Um reservatório (13,5 litros) serviu para cobrir os 200 quilómetros sem entrar na reserva, mas numa condução muito desportiva, com constantes estiradas até ao limitador e rolando em mudanças baixas e regimes elevados. Contas feitas, deu um consumo muito aceitável na casa dos 5 litros por cada 100 quilómetros percorridos.
Preço abaixo dos 6.000 euros
Comercializada em Portugal por 5.790 euros, a QJMOTOR SRK400 pode não ser um ‘negócio da China’, mas também tal não seria de esperar em face do acréscimo de qualidade que as motos provenientes daquele país têm vindo a demonstrar. Como não há milagres neste aspeto, as chinesas estão cada vez mais apelativas, capazes e bem construídas, aproximando-se daquilo a que nos habituaram nipónicos e europeus desde há muito.

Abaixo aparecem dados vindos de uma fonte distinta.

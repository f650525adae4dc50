//! Compass: rotating inner dial, cardinal labels, degree ring.
//!
//! # Cardinal Buckets
//!
//! Each label is bright while the bearing falls in its bucket and dimmed
//! otherwise. Buckets overlap so intercardinal bearings light two labels:
//!
//! | Label | Bucket |
//! |-------|--------|
//! | N | `[0, 68)` and `[293, 360)` |
//! | E | `[23, 158)` |
//! | S | `[113, 248)` |
//! | W | `[203, 338)` |
//!
//! The degree ring ticks every 15°; labels within 7° of the bearing are bold,
//! measured around the circle so 355° still highlights 0.

use core::fmt::Write;

use heapless::String;

use crate::assets::AssetId;
use crate::colors::{BLACK, WHITE, black, white};
use crate::config::BTN_SIZE;
use crate::layout::compass_center;
use crate::scene::{DrawOp, ImageOp, Layer, PointF, Scene, Stroke, TextAlign, TextOp};

use super::primitives::{draw_text, stroke_circle};

const CIRCLE_SIZE: f32 = 250.0;
const CIRCLE_OFFSET: f32 = CIRCLE_SIZE / 2.0;
const DEGREE_LABEL_OFFSET: f32 = CIRCLE_OFFSET + 25.0;
const INNER_COMPASS: f32 = BTN_SIZE as f32 / 2.0;
const TICK_STEP: usize = 15;

/// `(label, from, to)` in degrees, `to` exclusive.
const CARDINALS: [(&str, f32, f32); 5] =
    [("N", 0.0, 68.0), ("E", 23.0, 158.0), ("S", 113.0, 248.0), ("W", 203.0, 338.0), ("N", 293.0, 360.0)];

/// Whether `label` is lit at `bearing`.
pub fn cardinal_lit(label: &str, bearing: f32) -> bool {
    CARDINALS.iter().any(|&(l, from, to)| l == label && bearing >= from && bearing < to)
}

/// Degree tick closest to `bearing`, wrapping 360 back to 0.
#[inline]
pub fn nearest_tick(bearing: f32) -> usize {
    let step = (bearing.rem_euclid(360.0) / TICK_STEP as f32).round() as usize;
    (step * TICK_STEP) % 360
}

#[inline]
fn on_circle(c: PointF, radius: f32, angle_deg: f32) -> PointF {
    let (s, co) = angle_deg.to_radians().sin_cos();
    PointF::new(radius.mul_add(s, c.x), (-radius).mul_add(co, c.y))
}

pub fn draw_compass(scene: &mut Scene, bearing: f32, rhd: bool, width: f32, height: f32) {
    let c = compass_center(width, height, rhd);
    let ring = Stroke::new(WHITE, 2.0);

    stroke_circle(scene, Layer::Compass, c, CIRCLE_OFFSET, Some(black(100)), ring);
    scene.push(Layer::Compass, DrawOp::Image(ImageOp { rotation_deg: bearing, ..ImageOp::new(AssetId::CompassInner, c) }));

    for &(label, from, to) in &CARDINALS {
        let lit = bearing >= from && bearing < to;
        let color = if lit { WHITE } else { white(51) };
        let (anchor, align) = match label {
            "N" => (PointF::new(c.x, c.y - INNER_COMPASS), TextAlign::TopCenter),
            "S" => (PointF::new(c.x, c.y + INNER_COMPASS), TextAlign::BottomCenter),
            // E and W sit a little inward so all four look evenly spaced.
            "E" => (PointF::new(c.x + INNER_COMPASS - 15.0, c.y), TextAlign::Center),
            _ => (PointF::new(c.x - INNER_COMPASS + 15.0, c.y), TextAlign::Center),
        };
        draw_text(scene, Layer::Compass, label, anchor, 25.0, color, align);
    }

    stroke_circle(scene, Layer::Compass, c, INNER_COMPASS + 5.0, None, ring);
    stroke_circle(scene, Layer::Compass, c, DEGREE_LABEL_OFFSET, None, ring);
    scene.push(Layer::Compass, DrawOp::Annulus { center: c, outer: DEGREE_LABEL_OFFSET, inner: CIRCLE_OFFSET, color: BLACK });

    let bold_tick = nearest_tick(bearing);
    for angle in (0..360).step_by(TICK_STEP) {
        let a = angle as f32;
        let cardinal = angle % 90 == 0;
        let len = if cardinal { 15.0 } else { 10.0 };
        let tick_w = if cardinal { 3.0 } else { 1.0 };
        scene.push(Layer::Compass, DrawOp::Line {
            from: on_circle(c, CIRCLE_OFFSET - len, a),
            to: on_circle(c, CIRCLE_OFFSET, a),
            stroke: Stroke::new(WHITE, tick_w),
        });

        let mut text: String<4> = String::new();
        write!(text, "{angle}").ok();
        let op = TextOp::new(text.as_str(), on_circle(c, CIRCLE_OFFSET + 12.0, a), 8.0, WHITE, TextAlign::Center);
        let op = if angle == bold_tick { op.bold() } else { op };
        scene.push(Layer::Compass, DrawOp::Text(op));
    }
}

Voltando ao preço, é competitivo e ainda mais se considerarmos a quase ‘eterna’ garantia de seis anos – metade dela assumida pelo importador – o que demonstra a confiança que a Motos Bordoy deposita na gama QJMOTOR. Esta garantia vale cerca de 400 euros, valor que deverá ser deduzido ao de comercialização ou adicionado ao das concorrentes para efeitos de comparação mais direta. “Podes ter o melhor fato ou vestido da festa, mas não esqueças que foste o último a chegar”, dizia-me Carlos Lopez recordando que a marca é um recém-nascido que tem ainda provas para dar. A garantia recordista é uma das medidas nesse sentido para tranquilizar os futuros clientes.
Em época de Mundial de Futebol, o pontapé de saída está dado por mais uma marca oriunda do país mais populoso do mundo, que pretende escoar 10.000 unidades nos próximo cinco anos, em Espanha, e cerca de 2.000 em Portugal, alvejando 5% de quota de mercado para a marca. A QJMOTOR SRK400 é o primeiro dos muitos remates que prometem mudar o ´status quo´ do mercado e um modelo que promete bater-se pelas posições cimeiras das ‘naked’ A2.